_REQUIRED WORK:_ If a line holds the word "async", copy it from the entries.

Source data
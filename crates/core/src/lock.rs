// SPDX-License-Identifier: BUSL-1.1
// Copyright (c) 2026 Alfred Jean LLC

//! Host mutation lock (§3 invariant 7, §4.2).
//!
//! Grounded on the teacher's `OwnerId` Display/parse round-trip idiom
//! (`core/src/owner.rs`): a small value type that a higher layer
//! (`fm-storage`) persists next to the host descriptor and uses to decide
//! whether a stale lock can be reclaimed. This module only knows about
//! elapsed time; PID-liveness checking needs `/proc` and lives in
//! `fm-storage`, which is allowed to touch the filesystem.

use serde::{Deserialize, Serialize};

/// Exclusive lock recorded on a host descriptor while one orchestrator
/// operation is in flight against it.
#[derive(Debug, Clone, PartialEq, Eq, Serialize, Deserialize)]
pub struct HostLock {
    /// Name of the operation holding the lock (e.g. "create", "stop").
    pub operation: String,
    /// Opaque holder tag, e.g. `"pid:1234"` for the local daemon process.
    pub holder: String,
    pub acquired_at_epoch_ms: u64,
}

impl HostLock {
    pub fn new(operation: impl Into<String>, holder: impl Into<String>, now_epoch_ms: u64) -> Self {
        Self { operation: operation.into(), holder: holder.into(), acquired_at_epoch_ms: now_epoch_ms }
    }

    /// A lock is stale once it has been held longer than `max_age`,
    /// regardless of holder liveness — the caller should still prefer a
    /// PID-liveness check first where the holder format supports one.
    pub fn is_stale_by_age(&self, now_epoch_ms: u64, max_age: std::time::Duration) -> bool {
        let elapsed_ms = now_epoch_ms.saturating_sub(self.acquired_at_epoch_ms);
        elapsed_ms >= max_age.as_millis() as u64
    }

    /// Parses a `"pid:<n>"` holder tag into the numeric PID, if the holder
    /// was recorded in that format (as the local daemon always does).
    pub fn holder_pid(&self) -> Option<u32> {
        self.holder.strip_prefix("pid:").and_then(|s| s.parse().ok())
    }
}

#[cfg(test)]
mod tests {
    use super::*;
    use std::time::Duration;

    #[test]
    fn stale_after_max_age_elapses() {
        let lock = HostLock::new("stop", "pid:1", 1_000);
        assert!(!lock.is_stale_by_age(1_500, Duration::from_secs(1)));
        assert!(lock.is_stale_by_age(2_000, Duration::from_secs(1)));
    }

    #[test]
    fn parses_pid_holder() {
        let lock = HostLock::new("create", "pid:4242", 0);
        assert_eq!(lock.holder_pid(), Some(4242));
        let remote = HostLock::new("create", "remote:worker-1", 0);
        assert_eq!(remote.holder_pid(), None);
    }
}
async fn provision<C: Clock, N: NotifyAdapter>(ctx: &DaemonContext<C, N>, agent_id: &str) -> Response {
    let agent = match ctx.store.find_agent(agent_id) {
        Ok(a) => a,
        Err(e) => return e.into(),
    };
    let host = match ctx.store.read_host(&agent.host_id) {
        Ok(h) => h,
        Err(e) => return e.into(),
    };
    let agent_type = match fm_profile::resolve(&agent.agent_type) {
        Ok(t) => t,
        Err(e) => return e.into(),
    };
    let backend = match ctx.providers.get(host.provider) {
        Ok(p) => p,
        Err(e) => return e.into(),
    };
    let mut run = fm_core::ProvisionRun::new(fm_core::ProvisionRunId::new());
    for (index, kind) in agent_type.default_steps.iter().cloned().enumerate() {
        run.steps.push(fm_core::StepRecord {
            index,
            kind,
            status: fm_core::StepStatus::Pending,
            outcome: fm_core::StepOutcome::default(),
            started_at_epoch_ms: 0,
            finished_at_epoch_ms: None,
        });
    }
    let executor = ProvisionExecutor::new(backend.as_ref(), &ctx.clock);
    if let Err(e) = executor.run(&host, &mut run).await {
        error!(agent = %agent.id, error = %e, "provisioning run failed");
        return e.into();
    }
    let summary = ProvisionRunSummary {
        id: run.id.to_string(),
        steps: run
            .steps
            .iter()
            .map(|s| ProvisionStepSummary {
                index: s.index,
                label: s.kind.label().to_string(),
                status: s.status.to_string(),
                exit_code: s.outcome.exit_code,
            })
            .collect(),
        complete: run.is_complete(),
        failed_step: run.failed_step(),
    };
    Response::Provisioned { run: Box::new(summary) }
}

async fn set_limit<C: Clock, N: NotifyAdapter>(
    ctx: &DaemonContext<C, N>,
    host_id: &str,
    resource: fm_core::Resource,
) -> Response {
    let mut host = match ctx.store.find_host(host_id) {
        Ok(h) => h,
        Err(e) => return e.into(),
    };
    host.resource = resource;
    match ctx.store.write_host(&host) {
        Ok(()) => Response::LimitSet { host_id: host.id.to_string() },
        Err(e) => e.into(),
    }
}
...
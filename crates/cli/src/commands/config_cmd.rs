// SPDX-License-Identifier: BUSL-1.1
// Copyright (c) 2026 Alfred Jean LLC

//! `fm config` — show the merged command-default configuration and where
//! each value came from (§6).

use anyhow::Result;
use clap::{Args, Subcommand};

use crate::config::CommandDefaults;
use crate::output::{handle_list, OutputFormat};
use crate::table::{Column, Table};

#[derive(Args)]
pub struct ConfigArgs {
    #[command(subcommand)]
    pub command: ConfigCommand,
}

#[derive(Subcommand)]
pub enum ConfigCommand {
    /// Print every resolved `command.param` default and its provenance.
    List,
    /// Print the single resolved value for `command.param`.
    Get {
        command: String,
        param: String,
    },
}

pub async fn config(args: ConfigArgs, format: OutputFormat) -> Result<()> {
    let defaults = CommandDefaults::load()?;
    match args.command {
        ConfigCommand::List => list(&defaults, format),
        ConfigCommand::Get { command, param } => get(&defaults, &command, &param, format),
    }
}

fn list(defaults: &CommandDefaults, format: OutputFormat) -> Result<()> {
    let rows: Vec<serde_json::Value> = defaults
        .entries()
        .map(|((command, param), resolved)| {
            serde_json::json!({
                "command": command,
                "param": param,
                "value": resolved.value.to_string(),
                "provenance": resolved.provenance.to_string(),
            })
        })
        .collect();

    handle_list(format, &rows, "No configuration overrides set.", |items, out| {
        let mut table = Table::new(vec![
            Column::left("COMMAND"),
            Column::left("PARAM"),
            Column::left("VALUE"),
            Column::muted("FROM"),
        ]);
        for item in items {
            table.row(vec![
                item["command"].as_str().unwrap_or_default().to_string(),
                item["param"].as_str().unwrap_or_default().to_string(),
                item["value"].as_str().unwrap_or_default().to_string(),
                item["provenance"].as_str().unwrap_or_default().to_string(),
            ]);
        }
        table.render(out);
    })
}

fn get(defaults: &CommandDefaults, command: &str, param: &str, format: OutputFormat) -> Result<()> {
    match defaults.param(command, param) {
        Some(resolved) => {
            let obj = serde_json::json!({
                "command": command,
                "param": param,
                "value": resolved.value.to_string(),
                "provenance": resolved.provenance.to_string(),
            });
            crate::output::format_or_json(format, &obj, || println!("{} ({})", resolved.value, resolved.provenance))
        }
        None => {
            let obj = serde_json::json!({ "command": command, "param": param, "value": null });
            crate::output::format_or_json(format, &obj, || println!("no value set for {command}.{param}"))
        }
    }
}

_TASK RESULT:_
async fn provision<C: Clock, N: NotifyAdapter>(ctx: &DaemonContext<C, N>, agent_id: &str) -> Response {
async fn set_limit<C: Clock, N: NotifyAdapter>(
pub async fn config(args: ConfigArgs, format: OutputFormat) -> Result<()> {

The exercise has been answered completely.